I think the point of having disabled spaces near the shop entrance is that these spaces are intended to help people, who have difficulty or experience pain in covering the extra distance involved, where the parking space to be sited further away. Is that not obvious or am I missing something. If you're not disabled what's the harm of having to walk a bit further to help those who are?


----------



## khewett (Jan 16, 2005)

jampott said:


> Spread the disabled bays around the carpark then.
> 
> A case in point, Wheelchair atheletes can "run" the Marathon so much quicker than their able-bodied counterparts. "Disabled" doesn't mean "Unable". I know the bays aren't just for wheelchair users, but they're made large enough to cope with wheelchairs - just as the parent and child bays are made large enough to get prams and buggies around.
> 
> If you want to cater specifically for people who NEED to have the shortest distance between parking-space and store front, what about generic bays for OLD people? No - I haven't seen any of those. Bays for people with blue-badges are fine - but, as I've said, there isn't always a need to site these right by the front door.


Not all diabled people are as able as these athletes unfortunatly 

My Auntie has a broken neck and saddly even though disabled will not be wheeling any marathons, and they make use of disabled bays and quite frankly putting them further away would make life especialy difficult and defeat the point of them, why not rent yourself a wheelchair and try it?

As John-H said above these spaces are there for a reason and parking in them or moving them is daft.

I hate getting my car door dented as much as anyone else, but thats life and I try and park where it can be avoided if I can.


----------



## jampott (Sep 6, 2003)

John-H said:


> I think the point of having disabled spaces near the shop entrance is that these spaces are intended to help people, who have difficulty or experience pain in covering the extra distance involved, where the parking space to be sited further away. Is that not obvious or am I missing something. If you're not disabled what's the harm of having to walk a bit further to help those who are?


And what about the people who have temporary difficulty or pain, caused by an injury rather than a disablement. They, by definition, aren't allowed to park there - so that's obviously NOT what the bays are there for either.

If you can't walk from a "normal" space in the carpark to the entrance, how the f*ck are you going to walk around the supermarket and do your shopping?
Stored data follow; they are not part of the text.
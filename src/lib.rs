//! # Dalgona - honeycomb candy carving game bot
//!
//! Players start a game with `/dalgona`, pick a cookie shape and carve it with
//! light, medium or heavy presses. Each press advances carving progress and
//! chips away at the cookie's integrity; a fully carved cookie pays out its
//! prize and experience, a cracked or timed-out one pays nothing.
//!
//! ## Features
//!
//! - **Coin Ledger**: Per-player coins, level, XP and daily-claim timestamp in an embedded sled database, with JSON import/export.
//! - **Game Sessions**: One explicit state machine per game, owned by the player who started it, with optional carving deadlines.
//! - **Commands**: `/dalgona`, `/balance`, `/daily` and `/leaderboard`, each a registered handler.
//! - **Keep-Alive**: A tiny HTTP endpoint answering `Bot is running!` for hosting platforms.
//!
//! ## Quick Start
//!
//! ```rust,no_run
//! use dalgona::bot::{start_bot, DalgonaBot, RawIdLookup};
//! use dalgona::config::Config;
//! use dalgona::ledger::LedgerStore;
//!
//! #[tokio::main]
//! async fn main() -> anyhow::Result<()> {
//!     let config = Config::load("config.toml").await?;
//!     let ledger = LedgerStore::open(config.ledger_path())?;
//!     let bot = DalgonaBot::from_config(&config, ledger, Box::new(RawIdLookup));
//!
//!     let (out_tx, mut out_rx) = tokio::sync::mpsc::unbounded_channel();
//!     let (handle, task) = start_bot(bot, out_tx);
//!     handle.command("alice", "/dalgona");
//!     if let Some(reply) = out_rx.recv().await {
//!         println!("{:?}", reply.reply);
//!     }
//!     handle.shutdown().await?;
//!     task.await??;
//!     Ok(())
//! }
//! ```
//!
//! ## Module Organization
//!
//! - [`bot`] - Command handlers, live sessions, replies and the event loop
//! - [`game`] - Shapes, carving rules and the session state machine
//! - [`ledger`] - Persistent player accounts and leveling
//! - [`keepalive`] - Liveness HTTP endpoint
//! - [`config`] - Configuration loading and environment overrides
//! - [`metrics`] - In-process counters
//! - [`validation`] - Player ID checks
//!
//! ## Architecture
//!
//! ```text
//! ┌─────────────────┐
//! │  Front end      │ ← console (or a chat adapter) producing events
//! └─────────────────┘
//!          │
//! ┌─────────────────┐
//! │  Bot loop       │ ← commands, buttons, deadlines, one at a time
//! └─────────────────┘
//!          │
//! ┌─────────────────┐
//! │  Ledger         │ ← sled-backed accounts
//! └─────────────────┘
//! ```

pub mod bot;
pub mod config;
pub mod game;
pub mod keepalive;
pub mod ledger;
pub mod metrics;
pub mod validation;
Or have Tesco started putting "disabled" foods nearer the entrance or something? :?



> Not all diabled people are as able as these athletes unfortunatly


Duh - I know that. I was pointing out the same thing, but in a different way. Not all "disabled" people have problems getting from A-B, and its potentially patronising to assume that ALL wheelchair users can't get from one side of the car park to the other. So why not intersperse some wider bays throughout the carpark or, better still, make all bays the same - rather than forcing some people to park in a "special" place, and squeezing others into spaces too narrow for the modern car?


----------



## khewett (Jan 16, 2005)

> If you can't walk from a "normal" space in the carpark to the entrance, how the f*ck are you going to walk around the supermarket and do your shopping? Or have Tesco started putting "disabled" foods nearer the entrance or something?


The INTERNET, or I guess we could have spaces for 'people who have temporary difficulty or pain' in all car parks? I'm all for that!


----------



## genocidalduck (May 19, 2005)

Ok so what about we have a disabled bay rating........Those with real mobile difficulties get spaces closer to the store. Disabled people that are mobile get spaces right over the back so not to pastronise them. Then have various spaces dotted round a car park for those disabled people that are somewhere between non-mobile and mobile. Then we could also have temproary disabled spaces for those that are normally able but have had a accident or pulled something, which means they can get closer to the store....................I'm sorry but i can help but :roll: :roll: at this thread. or a certain someone :wink:


----------



## jampott (Sep 6, 2003)

khewett said:


> > If you can't walk from a "normal" space in the carpark to the entrance, how the f*ck are you going to walk around the supermarket and do your shopping? Or have Tesco started putting "disabled" foods nearer the entrance or something?
> 
> 
> The INTERNET, or I guess we could have spaces for 'people who have temporary difficulty or pain' in all car parks? I'm all for that!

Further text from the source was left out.